▸ Task objective:
Would you show every line from the records that holds "latches"?

▸ Data for processing:
▽

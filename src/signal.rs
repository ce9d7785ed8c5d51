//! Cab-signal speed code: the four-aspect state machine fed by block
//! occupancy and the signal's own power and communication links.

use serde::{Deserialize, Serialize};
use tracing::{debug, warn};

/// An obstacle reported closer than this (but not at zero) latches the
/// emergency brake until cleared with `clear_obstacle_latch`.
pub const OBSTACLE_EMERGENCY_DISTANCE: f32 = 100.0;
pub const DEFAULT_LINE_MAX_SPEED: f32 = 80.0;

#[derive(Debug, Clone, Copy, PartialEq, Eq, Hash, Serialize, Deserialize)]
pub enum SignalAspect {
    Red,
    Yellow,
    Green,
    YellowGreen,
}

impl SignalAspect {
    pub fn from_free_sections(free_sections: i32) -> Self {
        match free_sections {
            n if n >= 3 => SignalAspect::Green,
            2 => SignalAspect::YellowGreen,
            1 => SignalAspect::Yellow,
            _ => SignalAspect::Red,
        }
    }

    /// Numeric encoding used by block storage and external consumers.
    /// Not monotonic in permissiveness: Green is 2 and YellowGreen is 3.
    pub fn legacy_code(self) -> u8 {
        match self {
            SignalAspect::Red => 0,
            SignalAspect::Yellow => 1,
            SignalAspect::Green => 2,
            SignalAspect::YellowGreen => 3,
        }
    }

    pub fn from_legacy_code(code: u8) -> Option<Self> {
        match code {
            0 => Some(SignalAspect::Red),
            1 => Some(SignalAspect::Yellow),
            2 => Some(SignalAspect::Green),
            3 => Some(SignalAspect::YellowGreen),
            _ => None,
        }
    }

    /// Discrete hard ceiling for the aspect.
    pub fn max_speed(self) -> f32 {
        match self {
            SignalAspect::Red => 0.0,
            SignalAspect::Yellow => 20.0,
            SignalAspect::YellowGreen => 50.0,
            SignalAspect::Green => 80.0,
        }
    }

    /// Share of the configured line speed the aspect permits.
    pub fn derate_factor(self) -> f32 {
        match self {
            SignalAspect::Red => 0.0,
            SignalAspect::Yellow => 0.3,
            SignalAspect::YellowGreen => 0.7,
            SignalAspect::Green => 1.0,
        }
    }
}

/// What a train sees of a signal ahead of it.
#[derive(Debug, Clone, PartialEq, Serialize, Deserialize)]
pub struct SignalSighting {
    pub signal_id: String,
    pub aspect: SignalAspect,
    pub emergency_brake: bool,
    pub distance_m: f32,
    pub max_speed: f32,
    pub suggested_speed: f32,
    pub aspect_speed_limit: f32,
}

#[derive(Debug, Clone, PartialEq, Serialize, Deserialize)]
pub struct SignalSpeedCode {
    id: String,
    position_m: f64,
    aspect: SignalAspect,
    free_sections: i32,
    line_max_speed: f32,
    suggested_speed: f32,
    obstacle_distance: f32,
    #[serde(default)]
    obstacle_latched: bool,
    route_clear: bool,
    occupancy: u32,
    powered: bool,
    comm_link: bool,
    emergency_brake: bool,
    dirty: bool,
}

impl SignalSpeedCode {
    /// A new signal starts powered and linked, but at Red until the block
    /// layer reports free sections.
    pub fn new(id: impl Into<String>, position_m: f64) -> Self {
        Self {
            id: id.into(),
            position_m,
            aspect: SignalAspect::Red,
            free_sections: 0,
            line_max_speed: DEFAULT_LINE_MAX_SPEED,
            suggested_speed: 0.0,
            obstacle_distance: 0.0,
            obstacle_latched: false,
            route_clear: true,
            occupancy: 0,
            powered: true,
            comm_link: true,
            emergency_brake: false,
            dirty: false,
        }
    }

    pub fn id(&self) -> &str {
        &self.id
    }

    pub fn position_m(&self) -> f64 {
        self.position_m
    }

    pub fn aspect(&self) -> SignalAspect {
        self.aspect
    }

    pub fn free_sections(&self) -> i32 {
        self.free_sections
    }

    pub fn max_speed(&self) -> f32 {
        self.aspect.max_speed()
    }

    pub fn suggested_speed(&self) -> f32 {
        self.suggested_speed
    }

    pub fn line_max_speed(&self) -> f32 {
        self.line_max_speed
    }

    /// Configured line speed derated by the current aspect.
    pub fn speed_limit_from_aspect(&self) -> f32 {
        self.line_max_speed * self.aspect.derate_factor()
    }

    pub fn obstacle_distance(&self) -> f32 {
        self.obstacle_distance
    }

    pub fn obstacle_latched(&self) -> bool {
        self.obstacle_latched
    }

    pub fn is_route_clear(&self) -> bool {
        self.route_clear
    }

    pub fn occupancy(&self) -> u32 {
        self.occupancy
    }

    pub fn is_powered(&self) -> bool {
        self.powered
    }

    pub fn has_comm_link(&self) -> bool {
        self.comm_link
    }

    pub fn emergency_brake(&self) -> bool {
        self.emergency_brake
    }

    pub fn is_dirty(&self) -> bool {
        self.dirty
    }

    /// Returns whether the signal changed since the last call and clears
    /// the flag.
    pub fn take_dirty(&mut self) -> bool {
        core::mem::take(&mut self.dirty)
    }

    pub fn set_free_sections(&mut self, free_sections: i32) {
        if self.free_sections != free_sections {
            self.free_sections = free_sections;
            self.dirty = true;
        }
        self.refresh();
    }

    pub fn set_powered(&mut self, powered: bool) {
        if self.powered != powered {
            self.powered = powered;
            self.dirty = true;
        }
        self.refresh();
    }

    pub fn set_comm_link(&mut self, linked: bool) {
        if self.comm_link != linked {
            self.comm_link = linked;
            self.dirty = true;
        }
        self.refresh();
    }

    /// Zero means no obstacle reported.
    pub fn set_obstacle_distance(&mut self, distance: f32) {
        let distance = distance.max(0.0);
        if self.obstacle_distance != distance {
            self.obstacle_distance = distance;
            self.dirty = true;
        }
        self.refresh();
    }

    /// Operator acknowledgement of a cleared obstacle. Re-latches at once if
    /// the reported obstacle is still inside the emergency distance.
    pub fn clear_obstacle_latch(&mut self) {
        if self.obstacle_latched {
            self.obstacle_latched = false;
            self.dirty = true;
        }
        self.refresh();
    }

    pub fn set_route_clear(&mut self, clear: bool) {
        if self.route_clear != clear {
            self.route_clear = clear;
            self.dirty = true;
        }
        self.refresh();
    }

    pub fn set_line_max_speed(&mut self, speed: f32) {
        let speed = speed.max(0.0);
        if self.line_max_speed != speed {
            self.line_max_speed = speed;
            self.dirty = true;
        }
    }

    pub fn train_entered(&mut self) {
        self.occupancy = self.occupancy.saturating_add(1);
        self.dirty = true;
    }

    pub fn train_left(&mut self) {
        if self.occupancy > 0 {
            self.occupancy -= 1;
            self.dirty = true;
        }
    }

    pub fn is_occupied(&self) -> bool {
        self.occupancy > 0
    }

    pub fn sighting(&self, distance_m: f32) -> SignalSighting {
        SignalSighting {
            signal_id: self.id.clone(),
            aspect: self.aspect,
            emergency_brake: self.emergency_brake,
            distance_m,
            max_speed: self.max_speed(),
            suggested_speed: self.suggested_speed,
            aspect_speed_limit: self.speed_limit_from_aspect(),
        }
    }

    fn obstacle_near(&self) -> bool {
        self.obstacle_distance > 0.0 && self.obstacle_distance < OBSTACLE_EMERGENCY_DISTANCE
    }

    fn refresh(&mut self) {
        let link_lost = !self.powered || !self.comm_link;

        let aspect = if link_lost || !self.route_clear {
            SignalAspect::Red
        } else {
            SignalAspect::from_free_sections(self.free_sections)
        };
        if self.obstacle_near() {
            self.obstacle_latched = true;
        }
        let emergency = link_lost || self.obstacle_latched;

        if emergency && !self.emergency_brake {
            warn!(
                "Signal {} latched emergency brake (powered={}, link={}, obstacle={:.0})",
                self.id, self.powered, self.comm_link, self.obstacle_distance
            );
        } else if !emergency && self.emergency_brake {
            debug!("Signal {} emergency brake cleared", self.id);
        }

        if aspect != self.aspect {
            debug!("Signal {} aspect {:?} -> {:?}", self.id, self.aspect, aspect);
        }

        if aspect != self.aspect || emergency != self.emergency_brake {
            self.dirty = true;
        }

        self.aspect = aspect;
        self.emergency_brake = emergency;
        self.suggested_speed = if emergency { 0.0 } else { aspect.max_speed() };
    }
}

△

▸ Response area:
/// An obstacle reported closer than this (but not at zero) latches the
    /// Operator acknowledgement of a cleared obstacle. Re-latches at once if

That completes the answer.